Studien zur Tiroler Architektenschaft im Nationalsozialismus 1938–1945

Mag. phil. Stefan Handle 

Während die Geschichte des Nationalsozialismus in Tirol in vielen Bereichen detailliert aufgearbeitet ist, stellen das Planen und Bauen dieser Epoche sowie die personellen Verflechtungen der Akteure noch immer eine signifikante Forschungslücke dar. Das Projekt setzt hier an, indem es die Biografien, Karrieren und das Werk maßgeblicher Architekten untersucht, die das Tiroler Bauwesen zwischen 1938 und 1945 geprägt haben. Im Zentrum stehen dabei Fallstudien zu fünf zentralen Protagonisten der regionalen Architekturlandschaft – Franz Baumann, Wilhelm Stigler, Hans Feßler, Alfred Matuella und Jakob Schillfahrt –, ergänzt durch einen Exkurs zu dem im „Altreich“ agierenden Architekten Lois Welzenbacher. Das Ziel ist es, individuelle Handlungsspielräume sowie opportunistische Anpassungsmuster offenzulegen und die informellen Seilschaften sowie privilegierten Auftragsvergaben über Mitgliedschaften in der NSDAP und ihren Gliederungen sichtbar zu machen.
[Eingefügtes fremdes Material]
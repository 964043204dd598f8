//! hookgate CLI and HTTP gateway entry point.
//!
//! Binary name: `hookgate`
//!
//! Parses CLI arguments, initializes tracing, database and services, then
//! dispatches to the appropriate command handler or starts the HTTP server.

mod cli;
mod http;
mod state;

use std::net::SocketAddr;
use std::time::Duration;

use clap::Parser;
use tokio_util::sync::CancellationToken;

use hookgate_infra::store::spawn_purge_task;
use hookgate_observe::tracing_setup::{filter_for_verbosity, init_tracing, shutdown_tracing};

use cli::{Cli, Commands};
use state::AppState;

#[tokio::main]
async fn main() -> anyhow::Result<()> {
    let cli = Cli::parse();

    init_tracing(filter_for_verbosity(cli.verbose, cli.quiet), cli.otel)
        .map_err(|e| anyhow::anyhow!("failed to initialize tracing: {e}"))?;

    let result = run(cli).await;
    shutdown_tracing();
    result
}

async fn run(cli: Cli) -> anyhow::Result<()> {
    // Signing needs no app state.
    if let Commands::Sign { secret, file } = &cli.command {
        return cli::sign::sign_payload(secret, file.as_deref(), cli.json).await;
    }

    let state = AppState::init(cli.config.as_deref()).await?;

    match cli.command {
        Commands::Serve { host, port } => serve(state, host, port).await?,

        Commands::Workflow { action } => {
            cli::workflow::handle_workflow_command(action, &state, cli.json).await?;
        }

        Commands::Executions { workflow_id, limit } => {
            cli::execution::list_executions(&state, &workflow_id, limit, cli.json).await?;
        }

        Commands::Sign { .. } => unreachable!("handled above"),
    }

    Ok(())
}

async fn serve(state: AppState, host: Option<String>, port: Option<u16>) -> anyhow::Result<()> {
    let host = host.unwrap_or_else(|| state.config.server.host.clone());
    let port = port.unwrap_or(state.config.server.port);

    let shutdown = CancellationToken::new();
    let purge = spawn_purge_task(
        state.store.clone(),
        Duration::from_secs(state.config.store.purge_interval_secs),
        shutdown.clone(),
    );

    let addr = format!("{host}:{port}");
    let listener = tokio::net::TcpListener::bind(&addr).await?;

    println!(
        "  {} hookgate listening on {}",
        console::style(">").bold(),
        console::style(format!("http://{addr}")).cyan()
    );
    if !state.config.webhooks.signature_required {
        println!(
            "  {}",
            console::style("Signature verification is disabled (development mode)").yellow()
        );
    }
    println!("  Data directory: {}", state.data_dir.display());
    println!("  {}", console::style("Press Ctrl+C to stop").dim());

    let trigger = state.trigger.clone();
    let db_pool = state.db_pool.clone();
    let router = http::router::build_router(state);

    axum::serve(
        listener,
        router.into_make_service_with_connect_info::<SocketAddr>(),
    )
    .with_graceful_shutdown(shutdown_signal())
    .await?;

    trigger.cancel_all();
    shutdown.cancel();
    if let Err(e) = purge.await {
        tracing::warn!(error = %e, "cache purge task ended abnormally");
    }
    db_pool.close().await;

    println!("\n  Server stopped.");
    Ok(())
}

/// Wait for Ctrl+C or SIGTERM for graceful shutdown.
async fn shutdown_signal() {
    let ctrl_c = async {
        tokio::signal::ctrl_c()
            .await
            .expect("failed to install Ctrl+C handler");
    };

    #[cfg(unix)]
    let terminate = async {
        tokio::signal::unix::signal(tokio::signal::unix::SignalKind::terminate())
            .expect("failed to install SIGTERM handler")
            .recv()
            .await;
    };

    #[cfg(not(unix))]
    let terminate = std::future::pending::<()>();

    tokio::select! {
        _ = ctrl_c => {},
        _ = terminate => {},
    }
}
Mitgliedsausweis der Reichskammer der bildenden Künste für Hans Feßler. Original im Archiv für Bau.Kunst.Geschichte

Ein weiterer Schwerpunkt der Untersuchung gilt der Zeit nach 1945. Das Projekt zeichnet die oft bruchlosen Karrieren der Nachkriegszeit nach und analysiert die Entlastungsstrategien sowie tradierten Opfernarrative, die zur (Re-)Konstruktion der eigenen Vergangenheit genutzt wurden. Methodisch basiert dieses Vorhaben auf einer umfassenden Quellenbasis: Ausgewertet werden neben privaten Nachlässen im Archiv für Bau.Kunst.Geschichte der Universität Innsbruck unter anderem neu erschlossene Bestände der Landespolizeidirektion Tirol im Tiroler Landesarchiv sowie behördliche Registrierungsakten zur Entnazifizierung im Stadtarchiv Innsbruck. Durch den direkten Abgleich von Selbstzeugnissen mit historischen Fakten werden die individuellen Rechtfertigungs- und Verschweigungsstrategien der Architekten kritisch dekonstruiert.